A compelling speaker and pointed writer, Emmanuelle intensified her work of raising awareness about the wounds of the Global South, especially in her final fifteen years. In 1993, obeying her superiors, the now eighty-five-year-old nun left Egypt and moved to Provence. Her fight for solidarity shifted strategy once more: she published numerous books, participated in lectures and conferences across every continent, became a familiar face on television, and an influential voice in French public debate and beyond. "How is it possible," she continued to ask the West, "to claim to be Christian and put your conscience at ease by going to Mass on Sunday, in the face of the Third World's suffering?" And again: "What I ask of a politician is the courage to make 'Death to Poverty' his slogan." Her direct and simple language reached many hearts, including at the highest levels of politics, and ASMAE, the association named for her and founded in 1980, gained the support needed to expand to eight countries, where it now serves over seventy thousand children. Honors and awards multiplied, and for two years running a survey named Emmanuelle the most beloved woman in France.

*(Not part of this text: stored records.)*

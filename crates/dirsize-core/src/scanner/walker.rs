/// Budgeted recursive directory walker.
///
/// Every filesystem query goes through [`DirWalker::query`], which charges
/// it against the [`IoBudget`] and turns benign races (vanished entries,
/// stale NFS handles, permission denied) into "absent" results. Only
/// genuinely unexpected failures come back as [`ScanError`].
///
/// Symbolic links inside a tree are never followed: they count as one
/// entry and contribute their own size and mtime, so a link into the same
/// tree is not double counted.
use crate::error::{classify_io_error, FsOp, ScanError, ScanResult};
use crate::fs::{EntryKind, Filesystem, LocalFs};
use crate::model::DirectorySnapshot;
use crate::scanner::budget::{Clock, IoBudget, SystemClock};
use crate::scanner::volume::VolumeRule;
use compact_str::CompactString;
use std::ffi::{OsStr, OsString};
use std::io;
use std::path::{Path, PathBuf};
use std::time::Instant;
use tracing::debug;

pub struct DirWalker<F: Filesystem = LocalFs, C: Clock = SystemClock> {
    fs: F,
    budget: IoBudget<C>,
    volume_rule: VolumeRule,
}

impl DirWalker<LocalFs, SystemClock> {
    /// A walker over the local filesystem with the default volume rule.
    pub fn new(iops_budget: u64) -> Self {
        Self::with_parts(LocalFs, IoBudget::new(iops_budget), VolumeRule::default())
    }
}

impl<F: Filesystem, C: Clock> DirWalker<F, C> {
    pub fn with_parts(fs: F, budget: IoBudget<C>, volume_rule: VolumeRule) -> Self {
        Self {
            fs,
            budget,
            volume_rule,
        }
    }

    pub fn budget(&self) -> &IoBudget<C> {
        &self.budget
    }

    /// Run one charged filesystem query.
    ///
    /// `Ok(None)` means the entity is absent for this cycle: removed since
    /// it was listed, behind a stale handle, or unreadable.
    pub(crate) fn query<T>(
        &mut self,
        op: FsOp,
        path: &Path,
        f: impl FnOnce(&F, &Path) -> io::Result<T>,
    ) -> ScanResult<Option<T>> {
        let fs = &self.fs;
        match self.budget.charge(|| f(fs, path)) {
            Ok(value) => Ok(Some(value)),
            Err(err) => {
                let disposition = classify_io_error(&err);
                if !disposition.is_benign() {
                    return Err(ScanError::io(op, path, err));
                }
                debug!(
                    "Skipping {} during {op}: {disposition:?} ({err})",
                    path.display()
                );
                Ok(None)
            }
        }
    }

    /// Charged "is this a directory?" check that follows symbolic links.
    ///
    /// Any failure, including a symlink loop, means "not a directory".
    pub(crate) fn is_dir_following_links(&mut self, path: &Path) -> bool {
        let fs = &self.fs;
        match self.budget.charge(|| fs.metadata(path)) {
            Ok(stat) => stat.kind.is_dir(),
            Err(err) => {
                debug!("Treating {} as not a directory: {err}", path.display());
                false
            }
        }
    }

    /// Measure the subtree rooted at `path`.
    ///
    /// Returns `Ok(None)` if the directory disappeared (or could not be
    /// listed) before it was measured.
    pub fn measure(&mut self, path: &Path) -> ScanResult<Option<DirectorySnapshot>> {
        let started = Instant::now();

        let Some(own) = self.query(FsOp::Stat, path, |fs, p| fs.metadata(p))? else {
            return Ok(None);
        };
        let Some(mut names) = self.query(FsOp::List, path, |fs, p| fs.read_dir_names(p))? else {
            return Ok(None);
        };
        names.sort();

        let mut snapshot = DirectorySnapshot::new_dir(display_name(path), own.len, own.modified);

        let mut files: Vec<PathBuf> = Vec::new();
        let mut subdirs: Vec<PathBuf> = Vec::new();
        for name in names {
            let child = path.join(name);
            let Some(stat) = self.query(FsOp::Classify, &child, |fs, p| fs.symlink_metadata(p))?
            else {
                continue;
            };
            match stat.kind {
                EntryKind::File | EntryKind::Symlink => files.push(child),
                EntryKind::Dir => subdirs.push(child),
                EntryKind::Other => {}
            }
        }

        for file in files {
            // Re-queried on purpose: the size folded in is the one seen at
            // stat time, not at classification time.
            if let Some(stat) = self.query(FsOp::Lstat, &file, |fs, p| fs.symlink_metadata(p))? {
                snapshot.add_file(stat.len, stat.modified);
            }
        }

        for dir in subdirs {
            if let Some(child) = self.measure(&dir)? {
                snapshot.add_subtree(&child);
            }
        }

        snapshot.scan_duration = started.elapsed();
        Ok(Some(snapshot))
    }

    /// Measure one immediate child of the parent directory, applying the
    /// volume rule. The result is always named after `child_name`.
    pub fn measure_top_level_entry(
        &mut self,
        parent: &Path,
        child_name: impl AsRef<OsStr>,
    ) -> ScanResult<Option<(CompactString, DirectorySnapshot)>> {
        let child_name = child_name.as_ref();
        let label = CompactString::new(child_name.to_string_lossy());
        let entry = parent.join(child_name);

        let target = if self.volume_rule.is_volume(&label) {
            let rule = self.volume_rule.clone();
            rule.find_payload(self, &entry)?.unwrap_or(entry)
        } else {
            entry
        };

        let Some(mut snapshot) = self.measure(&target)? else {
            return Ok(None);
        };
        snapshot.name = label.clone();
        Ok(Some((label, snapshot)))
    }

    /// Lazily measure every directory directly inside `parent`.
    ///
    /// The parent is listed once up front; each directory is measured only
    /// when the iterator reaches it. Entries that turn out to be absent are
    /// skipped. An unreadable parent yields an empty sequence.
    pub fn top_level_entries(&mut self, parent: &Path) -> ScanResult<TopLevelEntries<'_, F, C>> {
        let mut names = self
            .query(FsOp::List, parent, |fs, p| fs.read_dir_names(p))?
            .unwrap_or_default();
        names.sort();

        Ok(TopLevelEntries {
            walker: self,
            parent: parent.to_path_buf(),
            names: names.into_iter(),
            skipped: 0,
        })
    }
}

/// One-shot iterator over measured top-level directories.
pub struct TopLevelEntries<'w, F: Filesystem, C: Clock> {
    walker: &'w mut DirWalker<F, C>,
    parent: PathBuf,
    names: std::vec::IntoIter<OsString>,
    skipped: usize,
}

impl<F: Filesystem, C: Clock> TopLevelEntries<'_, F, C> {
    /// Directories seen so far that came back absent and were dropped.
    pub fn skipped(&self) -> usize {
        self.skipped
    }
}

impl<F: Filesystem, C: Clock> Iterator for TopLevelEntries<'_, F, C> {
    type Item = ScanResult<(CompactString, DirectorySnapshot)>;

    fn next(&mut self) -> Option<Self::Item> {
        for name in self.names.by_ref() {
            let path = self.parent.join(&name);

            // Top-level entries follow links, so a symlinked tenant
            // directory is still measured.
            if !self.walker.is_dir_following_links(&path) {
                continue;
            }

            match self.walker.measure_top_level_entry(&self.parent, &name) {
                Ok(Some(entry)) => return Some(Ok(entry)),
                Ok(None) => {
                    self.skipped += 1;
                    debug!("{} vanished before it was measured", path.display());
                }
                Err(err) => return Some(Err(err)),
            }
        }
        None
    }
}

/// Basename of `path`, or the whole path for roots like `/`.
fn display_name(path: &Path) -> CompactString {
    match path.file_name() {
        Some(name) => CompactString::new(name.to_string_lossy()),
        None => CompactString::new(path.to_string_lossy()),
    }
}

More than sixty years into her mission, her primary audience remained the same: young people. In them "the great old woman" placed her deepest hopes. And to them—the "backpack generation," ready to set out and take risks, a "better generation than many that came before"—Sister Courage made her plea: "Go to Africa, at least once." A "woman of heart and action," as the Archbishop of Paris called her, but above all a woman of faith, Emmanuelle closed her eyes confident that many would heed her call and carry forward her battle for and with the poor. Because, she once said, "love is stronger than death and carries within it a seed of eternity."